▶ _WORK ORDER_
Some lines hold the string "NotificationLevel". Copy all of them from the material that follows.

+ + + + + + +

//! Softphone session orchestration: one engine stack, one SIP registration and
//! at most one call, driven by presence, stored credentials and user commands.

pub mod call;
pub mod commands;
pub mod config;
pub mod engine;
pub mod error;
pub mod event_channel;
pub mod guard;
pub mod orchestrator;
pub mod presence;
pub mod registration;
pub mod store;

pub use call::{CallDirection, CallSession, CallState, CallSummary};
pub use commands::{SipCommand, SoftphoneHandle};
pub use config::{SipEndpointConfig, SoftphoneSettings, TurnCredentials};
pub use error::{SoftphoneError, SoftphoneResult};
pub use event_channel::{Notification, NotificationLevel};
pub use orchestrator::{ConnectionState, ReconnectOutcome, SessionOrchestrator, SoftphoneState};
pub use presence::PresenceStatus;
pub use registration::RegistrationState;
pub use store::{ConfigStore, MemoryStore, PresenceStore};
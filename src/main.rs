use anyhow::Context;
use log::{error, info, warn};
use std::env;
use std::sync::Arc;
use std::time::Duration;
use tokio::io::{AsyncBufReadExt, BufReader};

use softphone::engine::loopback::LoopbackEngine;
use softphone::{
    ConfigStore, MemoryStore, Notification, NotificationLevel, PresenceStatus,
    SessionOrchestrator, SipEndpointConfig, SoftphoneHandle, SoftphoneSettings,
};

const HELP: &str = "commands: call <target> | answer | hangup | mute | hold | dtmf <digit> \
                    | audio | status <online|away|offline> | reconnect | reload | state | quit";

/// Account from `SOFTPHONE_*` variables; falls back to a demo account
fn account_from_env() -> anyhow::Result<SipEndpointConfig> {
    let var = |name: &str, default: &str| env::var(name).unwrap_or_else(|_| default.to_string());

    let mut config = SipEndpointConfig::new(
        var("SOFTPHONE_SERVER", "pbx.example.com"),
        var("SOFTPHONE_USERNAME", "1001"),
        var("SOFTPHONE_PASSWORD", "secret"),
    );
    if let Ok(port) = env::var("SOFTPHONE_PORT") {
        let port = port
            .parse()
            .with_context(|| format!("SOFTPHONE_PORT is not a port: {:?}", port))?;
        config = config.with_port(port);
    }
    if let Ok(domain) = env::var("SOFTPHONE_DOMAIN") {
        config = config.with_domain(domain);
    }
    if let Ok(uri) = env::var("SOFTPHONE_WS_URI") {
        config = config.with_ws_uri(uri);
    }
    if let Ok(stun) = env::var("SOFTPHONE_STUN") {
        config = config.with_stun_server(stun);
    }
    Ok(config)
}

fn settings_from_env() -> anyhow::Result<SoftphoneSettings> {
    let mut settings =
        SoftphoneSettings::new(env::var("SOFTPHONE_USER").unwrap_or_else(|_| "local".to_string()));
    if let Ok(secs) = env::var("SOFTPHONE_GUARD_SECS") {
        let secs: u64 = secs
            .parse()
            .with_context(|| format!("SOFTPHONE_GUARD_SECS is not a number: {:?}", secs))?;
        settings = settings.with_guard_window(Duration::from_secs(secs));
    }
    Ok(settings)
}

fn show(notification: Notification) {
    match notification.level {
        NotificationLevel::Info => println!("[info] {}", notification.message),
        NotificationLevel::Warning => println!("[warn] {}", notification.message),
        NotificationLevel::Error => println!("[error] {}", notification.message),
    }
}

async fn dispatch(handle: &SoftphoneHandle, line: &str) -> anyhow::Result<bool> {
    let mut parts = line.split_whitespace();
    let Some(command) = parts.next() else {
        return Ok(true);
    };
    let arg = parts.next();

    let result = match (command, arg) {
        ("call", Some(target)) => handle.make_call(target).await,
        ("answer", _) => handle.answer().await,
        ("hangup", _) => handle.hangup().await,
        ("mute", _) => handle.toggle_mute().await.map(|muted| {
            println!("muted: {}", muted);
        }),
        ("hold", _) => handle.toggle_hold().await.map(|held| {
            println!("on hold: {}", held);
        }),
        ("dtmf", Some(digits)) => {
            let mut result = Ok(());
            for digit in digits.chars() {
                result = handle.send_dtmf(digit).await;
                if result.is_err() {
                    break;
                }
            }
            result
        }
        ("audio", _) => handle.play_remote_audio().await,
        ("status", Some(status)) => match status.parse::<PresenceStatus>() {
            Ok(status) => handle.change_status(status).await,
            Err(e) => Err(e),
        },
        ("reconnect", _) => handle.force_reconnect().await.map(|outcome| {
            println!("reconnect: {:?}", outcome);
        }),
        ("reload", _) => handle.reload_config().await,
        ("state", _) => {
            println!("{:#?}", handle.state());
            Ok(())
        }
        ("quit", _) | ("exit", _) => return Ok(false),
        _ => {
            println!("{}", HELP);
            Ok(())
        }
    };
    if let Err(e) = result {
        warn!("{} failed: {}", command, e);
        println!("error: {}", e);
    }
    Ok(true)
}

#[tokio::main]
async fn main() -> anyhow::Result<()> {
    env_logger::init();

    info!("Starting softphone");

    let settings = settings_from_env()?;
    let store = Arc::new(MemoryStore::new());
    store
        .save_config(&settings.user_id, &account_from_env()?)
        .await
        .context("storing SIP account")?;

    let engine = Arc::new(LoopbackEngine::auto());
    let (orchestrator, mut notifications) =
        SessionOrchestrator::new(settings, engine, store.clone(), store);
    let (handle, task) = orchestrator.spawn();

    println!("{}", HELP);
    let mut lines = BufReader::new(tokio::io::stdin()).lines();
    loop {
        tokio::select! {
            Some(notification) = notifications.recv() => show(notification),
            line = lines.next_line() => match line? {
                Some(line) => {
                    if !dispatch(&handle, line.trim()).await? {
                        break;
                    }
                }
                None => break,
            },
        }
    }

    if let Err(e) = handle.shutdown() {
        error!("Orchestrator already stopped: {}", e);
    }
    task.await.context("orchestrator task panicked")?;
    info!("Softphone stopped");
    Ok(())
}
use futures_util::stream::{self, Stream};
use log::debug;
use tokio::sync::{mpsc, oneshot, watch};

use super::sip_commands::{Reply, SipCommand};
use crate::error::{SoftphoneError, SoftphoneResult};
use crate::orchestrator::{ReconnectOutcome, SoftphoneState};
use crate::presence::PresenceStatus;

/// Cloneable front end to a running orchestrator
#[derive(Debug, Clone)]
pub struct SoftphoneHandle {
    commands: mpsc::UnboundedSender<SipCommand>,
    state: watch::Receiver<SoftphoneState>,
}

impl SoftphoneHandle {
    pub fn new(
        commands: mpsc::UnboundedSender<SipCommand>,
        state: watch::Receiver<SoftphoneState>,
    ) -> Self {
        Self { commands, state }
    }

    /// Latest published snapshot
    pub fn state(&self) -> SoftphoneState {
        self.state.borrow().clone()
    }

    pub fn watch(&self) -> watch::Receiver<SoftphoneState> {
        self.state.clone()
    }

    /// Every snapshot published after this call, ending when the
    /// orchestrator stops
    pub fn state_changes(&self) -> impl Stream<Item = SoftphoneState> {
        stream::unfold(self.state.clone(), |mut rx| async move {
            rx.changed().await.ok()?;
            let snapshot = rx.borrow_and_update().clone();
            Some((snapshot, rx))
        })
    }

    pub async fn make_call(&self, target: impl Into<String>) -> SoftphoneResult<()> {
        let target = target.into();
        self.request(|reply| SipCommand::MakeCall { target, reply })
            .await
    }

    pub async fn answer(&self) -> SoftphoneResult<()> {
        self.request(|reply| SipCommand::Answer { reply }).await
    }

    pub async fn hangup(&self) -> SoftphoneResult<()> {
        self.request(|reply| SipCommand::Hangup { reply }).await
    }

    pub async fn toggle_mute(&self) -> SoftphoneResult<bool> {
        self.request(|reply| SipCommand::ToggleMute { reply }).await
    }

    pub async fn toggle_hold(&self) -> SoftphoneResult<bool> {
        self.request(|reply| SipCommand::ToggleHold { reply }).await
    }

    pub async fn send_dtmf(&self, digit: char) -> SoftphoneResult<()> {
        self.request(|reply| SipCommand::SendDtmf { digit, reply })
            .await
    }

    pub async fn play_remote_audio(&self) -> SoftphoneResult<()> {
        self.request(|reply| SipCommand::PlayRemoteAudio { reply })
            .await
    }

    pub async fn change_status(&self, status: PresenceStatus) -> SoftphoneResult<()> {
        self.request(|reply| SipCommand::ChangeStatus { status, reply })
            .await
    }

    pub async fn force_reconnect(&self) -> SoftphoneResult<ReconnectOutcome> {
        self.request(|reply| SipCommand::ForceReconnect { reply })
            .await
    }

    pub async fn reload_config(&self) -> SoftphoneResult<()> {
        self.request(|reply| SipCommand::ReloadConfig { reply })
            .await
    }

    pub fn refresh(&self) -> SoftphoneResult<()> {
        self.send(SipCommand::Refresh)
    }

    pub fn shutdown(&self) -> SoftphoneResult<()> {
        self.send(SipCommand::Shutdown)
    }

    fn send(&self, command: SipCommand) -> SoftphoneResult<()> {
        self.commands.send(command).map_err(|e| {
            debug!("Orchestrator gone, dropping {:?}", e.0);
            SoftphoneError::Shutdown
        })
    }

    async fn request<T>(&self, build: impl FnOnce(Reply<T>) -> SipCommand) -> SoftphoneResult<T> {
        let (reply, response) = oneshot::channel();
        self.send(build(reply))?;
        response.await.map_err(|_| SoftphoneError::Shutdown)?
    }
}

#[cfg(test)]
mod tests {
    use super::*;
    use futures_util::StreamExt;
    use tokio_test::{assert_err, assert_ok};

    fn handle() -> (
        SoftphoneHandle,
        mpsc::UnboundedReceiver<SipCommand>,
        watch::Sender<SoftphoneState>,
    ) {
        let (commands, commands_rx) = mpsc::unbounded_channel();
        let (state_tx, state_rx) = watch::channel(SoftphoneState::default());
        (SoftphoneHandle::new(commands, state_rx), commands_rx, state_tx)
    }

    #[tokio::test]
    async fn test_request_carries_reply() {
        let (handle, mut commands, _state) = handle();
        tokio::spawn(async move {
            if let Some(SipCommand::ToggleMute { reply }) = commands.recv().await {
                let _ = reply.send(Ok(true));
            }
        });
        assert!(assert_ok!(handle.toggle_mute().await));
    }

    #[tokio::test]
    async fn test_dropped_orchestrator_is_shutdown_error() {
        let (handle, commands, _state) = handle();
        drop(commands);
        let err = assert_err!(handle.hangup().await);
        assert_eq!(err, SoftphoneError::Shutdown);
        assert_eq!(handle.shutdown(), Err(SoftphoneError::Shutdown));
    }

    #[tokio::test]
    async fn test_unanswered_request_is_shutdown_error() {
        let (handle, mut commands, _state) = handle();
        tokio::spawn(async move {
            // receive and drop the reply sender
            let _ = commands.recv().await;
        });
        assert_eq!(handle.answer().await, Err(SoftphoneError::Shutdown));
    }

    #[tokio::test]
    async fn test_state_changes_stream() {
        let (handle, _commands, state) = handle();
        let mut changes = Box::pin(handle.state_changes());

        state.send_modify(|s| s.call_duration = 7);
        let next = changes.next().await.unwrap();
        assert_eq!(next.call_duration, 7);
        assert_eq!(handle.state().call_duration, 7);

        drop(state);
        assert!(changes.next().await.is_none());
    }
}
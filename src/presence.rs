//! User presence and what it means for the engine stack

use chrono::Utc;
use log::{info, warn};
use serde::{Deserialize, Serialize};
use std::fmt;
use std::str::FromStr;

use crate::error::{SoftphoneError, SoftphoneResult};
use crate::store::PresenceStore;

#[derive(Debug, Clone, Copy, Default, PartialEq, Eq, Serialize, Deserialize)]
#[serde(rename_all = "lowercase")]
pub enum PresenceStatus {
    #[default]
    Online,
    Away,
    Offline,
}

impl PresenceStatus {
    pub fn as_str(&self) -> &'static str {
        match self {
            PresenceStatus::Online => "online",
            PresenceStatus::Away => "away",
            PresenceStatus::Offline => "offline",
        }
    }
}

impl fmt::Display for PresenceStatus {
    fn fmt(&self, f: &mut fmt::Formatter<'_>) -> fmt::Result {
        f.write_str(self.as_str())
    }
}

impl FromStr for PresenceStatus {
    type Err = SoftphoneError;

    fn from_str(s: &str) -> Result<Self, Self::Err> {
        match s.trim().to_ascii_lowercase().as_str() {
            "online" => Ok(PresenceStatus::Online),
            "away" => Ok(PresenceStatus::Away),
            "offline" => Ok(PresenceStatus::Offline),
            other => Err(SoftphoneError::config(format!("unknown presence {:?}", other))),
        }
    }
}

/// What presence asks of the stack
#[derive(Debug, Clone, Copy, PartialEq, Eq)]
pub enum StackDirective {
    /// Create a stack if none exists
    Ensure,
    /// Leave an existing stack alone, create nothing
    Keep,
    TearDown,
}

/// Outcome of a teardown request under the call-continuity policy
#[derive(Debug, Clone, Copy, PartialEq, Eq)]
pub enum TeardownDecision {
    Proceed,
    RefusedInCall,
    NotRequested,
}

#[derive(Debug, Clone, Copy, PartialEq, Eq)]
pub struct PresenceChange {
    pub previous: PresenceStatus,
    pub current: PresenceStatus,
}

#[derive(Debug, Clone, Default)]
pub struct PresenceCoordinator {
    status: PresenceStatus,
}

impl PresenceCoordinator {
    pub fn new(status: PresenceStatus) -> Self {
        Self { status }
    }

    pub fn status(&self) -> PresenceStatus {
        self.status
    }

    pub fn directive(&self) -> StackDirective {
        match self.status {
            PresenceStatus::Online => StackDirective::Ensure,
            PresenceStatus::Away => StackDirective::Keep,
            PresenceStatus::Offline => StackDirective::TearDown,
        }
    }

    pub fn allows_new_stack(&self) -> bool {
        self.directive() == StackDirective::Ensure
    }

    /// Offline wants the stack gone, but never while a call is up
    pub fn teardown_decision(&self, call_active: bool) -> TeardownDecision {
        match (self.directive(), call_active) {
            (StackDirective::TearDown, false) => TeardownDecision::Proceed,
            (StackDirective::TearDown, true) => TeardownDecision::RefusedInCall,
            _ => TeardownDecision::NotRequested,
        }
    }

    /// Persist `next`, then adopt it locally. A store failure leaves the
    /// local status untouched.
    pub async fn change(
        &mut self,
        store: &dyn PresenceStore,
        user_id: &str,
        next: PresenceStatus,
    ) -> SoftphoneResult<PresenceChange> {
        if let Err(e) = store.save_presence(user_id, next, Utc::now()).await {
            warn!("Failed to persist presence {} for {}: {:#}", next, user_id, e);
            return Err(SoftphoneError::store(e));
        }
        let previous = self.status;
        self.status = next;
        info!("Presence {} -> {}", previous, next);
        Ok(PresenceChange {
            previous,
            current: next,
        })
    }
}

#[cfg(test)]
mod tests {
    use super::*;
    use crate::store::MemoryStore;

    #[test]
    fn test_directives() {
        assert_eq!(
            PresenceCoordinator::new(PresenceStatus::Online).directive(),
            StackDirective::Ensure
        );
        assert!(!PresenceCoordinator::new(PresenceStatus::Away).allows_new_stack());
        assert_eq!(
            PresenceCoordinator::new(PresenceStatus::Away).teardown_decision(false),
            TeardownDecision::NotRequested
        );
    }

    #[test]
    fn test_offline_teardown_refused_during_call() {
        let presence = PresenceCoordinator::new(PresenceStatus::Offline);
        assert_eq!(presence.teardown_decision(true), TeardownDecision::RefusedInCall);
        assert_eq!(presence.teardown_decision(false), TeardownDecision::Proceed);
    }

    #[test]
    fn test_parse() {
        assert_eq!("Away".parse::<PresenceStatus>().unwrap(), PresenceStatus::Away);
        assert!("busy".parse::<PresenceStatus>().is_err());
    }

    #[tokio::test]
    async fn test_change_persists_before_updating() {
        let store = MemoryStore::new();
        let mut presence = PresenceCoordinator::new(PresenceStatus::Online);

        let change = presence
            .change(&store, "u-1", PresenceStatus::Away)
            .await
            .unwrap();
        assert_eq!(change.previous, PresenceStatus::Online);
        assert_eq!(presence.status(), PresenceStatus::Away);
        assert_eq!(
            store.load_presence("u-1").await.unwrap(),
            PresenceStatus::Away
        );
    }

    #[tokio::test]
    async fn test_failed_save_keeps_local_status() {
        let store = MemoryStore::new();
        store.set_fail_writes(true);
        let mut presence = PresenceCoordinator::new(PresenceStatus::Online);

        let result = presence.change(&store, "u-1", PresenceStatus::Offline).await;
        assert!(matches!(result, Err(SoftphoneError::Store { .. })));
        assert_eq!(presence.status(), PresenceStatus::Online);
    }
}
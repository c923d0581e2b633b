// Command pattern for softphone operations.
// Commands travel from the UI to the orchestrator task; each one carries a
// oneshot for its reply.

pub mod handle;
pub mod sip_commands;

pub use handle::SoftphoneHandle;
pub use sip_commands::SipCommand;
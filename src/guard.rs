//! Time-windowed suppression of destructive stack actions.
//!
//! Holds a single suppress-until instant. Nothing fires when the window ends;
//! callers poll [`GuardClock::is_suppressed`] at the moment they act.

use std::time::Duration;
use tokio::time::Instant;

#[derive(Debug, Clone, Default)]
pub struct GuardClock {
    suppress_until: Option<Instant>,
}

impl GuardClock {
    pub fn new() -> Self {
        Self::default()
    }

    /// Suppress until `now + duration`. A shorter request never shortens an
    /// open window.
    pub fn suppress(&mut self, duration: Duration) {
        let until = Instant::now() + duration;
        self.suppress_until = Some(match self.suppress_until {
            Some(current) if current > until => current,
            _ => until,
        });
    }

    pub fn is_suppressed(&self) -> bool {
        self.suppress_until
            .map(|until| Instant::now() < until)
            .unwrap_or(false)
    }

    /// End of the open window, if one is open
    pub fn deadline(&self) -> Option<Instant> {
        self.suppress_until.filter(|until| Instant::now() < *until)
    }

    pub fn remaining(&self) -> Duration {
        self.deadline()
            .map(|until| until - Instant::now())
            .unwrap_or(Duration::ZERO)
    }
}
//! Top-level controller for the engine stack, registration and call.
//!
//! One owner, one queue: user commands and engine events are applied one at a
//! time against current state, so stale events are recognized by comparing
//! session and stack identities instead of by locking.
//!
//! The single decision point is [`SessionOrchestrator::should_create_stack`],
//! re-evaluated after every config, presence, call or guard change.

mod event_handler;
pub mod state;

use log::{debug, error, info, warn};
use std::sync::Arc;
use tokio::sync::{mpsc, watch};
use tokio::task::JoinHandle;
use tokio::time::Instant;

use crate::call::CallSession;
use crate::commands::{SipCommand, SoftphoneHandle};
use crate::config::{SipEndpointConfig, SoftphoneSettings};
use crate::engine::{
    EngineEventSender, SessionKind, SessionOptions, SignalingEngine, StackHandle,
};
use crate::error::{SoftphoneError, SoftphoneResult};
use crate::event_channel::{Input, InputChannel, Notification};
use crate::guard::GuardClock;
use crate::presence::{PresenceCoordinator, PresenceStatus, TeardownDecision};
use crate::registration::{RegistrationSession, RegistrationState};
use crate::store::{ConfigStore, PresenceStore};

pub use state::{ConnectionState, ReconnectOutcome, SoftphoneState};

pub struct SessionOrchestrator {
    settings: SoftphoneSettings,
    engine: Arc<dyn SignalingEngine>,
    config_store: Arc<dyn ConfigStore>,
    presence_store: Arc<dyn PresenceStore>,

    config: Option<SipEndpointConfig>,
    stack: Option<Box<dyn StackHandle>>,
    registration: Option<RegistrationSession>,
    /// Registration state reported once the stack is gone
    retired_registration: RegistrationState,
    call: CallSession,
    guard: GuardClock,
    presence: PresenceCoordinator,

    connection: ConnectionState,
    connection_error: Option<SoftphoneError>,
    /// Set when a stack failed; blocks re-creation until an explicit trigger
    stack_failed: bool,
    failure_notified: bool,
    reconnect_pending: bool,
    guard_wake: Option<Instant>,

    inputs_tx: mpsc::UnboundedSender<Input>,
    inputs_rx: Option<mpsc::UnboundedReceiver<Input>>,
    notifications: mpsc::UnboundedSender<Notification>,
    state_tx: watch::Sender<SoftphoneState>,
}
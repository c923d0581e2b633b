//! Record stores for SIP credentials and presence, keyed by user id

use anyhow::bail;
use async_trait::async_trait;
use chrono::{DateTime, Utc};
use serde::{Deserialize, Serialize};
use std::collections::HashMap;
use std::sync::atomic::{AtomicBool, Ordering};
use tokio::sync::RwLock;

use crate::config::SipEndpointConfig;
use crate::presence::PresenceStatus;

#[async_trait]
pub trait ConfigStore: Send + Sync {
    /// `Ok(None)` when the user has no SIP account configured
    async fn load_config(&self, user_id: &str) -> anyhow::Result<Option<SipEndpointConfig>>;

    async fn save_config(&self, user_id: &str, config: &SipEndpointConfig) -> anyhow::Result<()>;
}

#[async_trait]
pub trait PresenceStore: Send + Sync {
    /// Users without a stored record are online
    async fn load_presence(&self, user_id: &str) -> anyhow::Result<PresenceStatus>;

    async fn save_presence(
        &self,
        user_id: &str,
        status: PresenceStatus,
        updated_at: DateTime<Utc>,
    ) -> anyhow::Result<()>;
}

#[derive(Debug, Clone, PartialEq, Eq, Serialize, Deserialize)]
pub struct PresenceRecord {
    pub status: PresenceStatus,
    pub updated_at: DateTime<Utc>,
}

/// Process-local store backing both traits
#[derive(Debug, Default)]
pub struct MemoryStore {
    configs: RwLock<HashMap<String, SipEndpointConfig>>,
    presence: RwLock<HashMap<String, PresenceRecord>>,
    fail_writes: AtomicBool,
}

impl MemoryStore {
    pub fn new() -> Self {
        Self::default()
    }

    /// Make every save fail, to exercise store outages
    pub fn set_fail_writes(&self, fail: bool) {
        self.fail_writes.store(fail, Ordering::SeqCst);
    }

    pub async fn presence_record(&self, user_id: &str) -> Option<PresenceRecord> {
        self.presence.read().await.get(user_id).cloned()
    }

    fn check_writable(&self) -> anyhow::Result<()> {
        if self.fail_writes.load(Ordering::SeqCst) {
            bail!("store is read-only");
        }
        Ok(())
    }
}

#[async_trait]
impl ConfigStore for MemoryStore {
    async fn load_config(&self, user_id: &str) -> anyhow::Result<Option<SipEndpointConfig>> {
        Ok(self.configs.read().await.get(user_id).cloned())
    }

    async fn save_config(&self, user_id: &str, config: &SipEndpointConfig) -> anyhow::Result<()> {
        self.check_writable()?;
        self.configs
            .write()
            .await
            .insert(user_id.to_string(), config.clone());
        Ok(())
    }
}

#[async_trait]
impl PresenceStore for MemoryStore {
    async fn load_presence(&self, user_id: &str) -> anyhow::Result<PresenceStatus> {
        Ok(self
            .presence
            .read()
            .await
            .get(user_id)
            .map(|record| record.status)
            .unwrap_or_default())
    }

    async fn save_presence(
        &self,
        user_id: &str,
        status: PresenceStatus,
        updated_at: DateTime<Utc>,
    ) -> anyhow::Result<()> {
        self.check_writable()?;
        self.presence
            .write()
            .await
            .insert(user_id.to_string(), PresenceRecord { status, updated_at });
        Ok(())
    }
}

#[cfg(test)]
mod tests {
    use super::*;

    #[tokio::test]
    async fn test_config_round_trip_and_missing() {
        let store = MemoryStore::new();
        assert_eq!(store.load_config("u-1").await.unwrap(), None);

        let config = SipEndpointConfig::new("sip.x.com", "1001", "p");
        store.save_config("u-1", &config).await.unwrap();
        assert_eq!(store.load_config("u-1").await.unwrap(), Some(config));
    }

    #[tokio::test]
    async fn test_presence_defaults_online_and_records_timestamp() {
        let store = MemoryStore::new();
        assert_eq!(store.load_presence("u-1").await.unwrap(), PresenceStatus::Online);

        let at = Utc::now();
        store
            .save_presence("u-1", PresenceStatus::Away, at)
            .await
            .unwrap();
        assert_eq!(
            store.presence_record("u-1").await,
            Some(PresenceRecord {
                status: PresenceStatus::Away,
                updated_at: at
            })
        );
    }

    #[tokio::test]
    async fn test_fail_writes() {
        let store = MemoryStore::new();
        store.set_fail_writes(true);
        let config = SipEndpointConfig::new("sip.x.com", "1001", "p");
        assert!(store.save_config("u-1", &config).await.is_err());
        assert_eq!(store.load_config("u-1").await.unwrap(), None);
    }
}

+ + + + + + +

▶ _RESPONSE BOX_
pub use event_channel::{Notification, NotificationLevel};
    ConfigStore, MemoryStore, Notification, NotificationLevel, PresenceStatus,
        NotificationLevel::Info => println!("[info] {}", notification.message),
        NotificationLevel::Warning => println!("[warn] {}", notification.message),
        NotificationLevel::Error => println!("[error] {}", notification.message),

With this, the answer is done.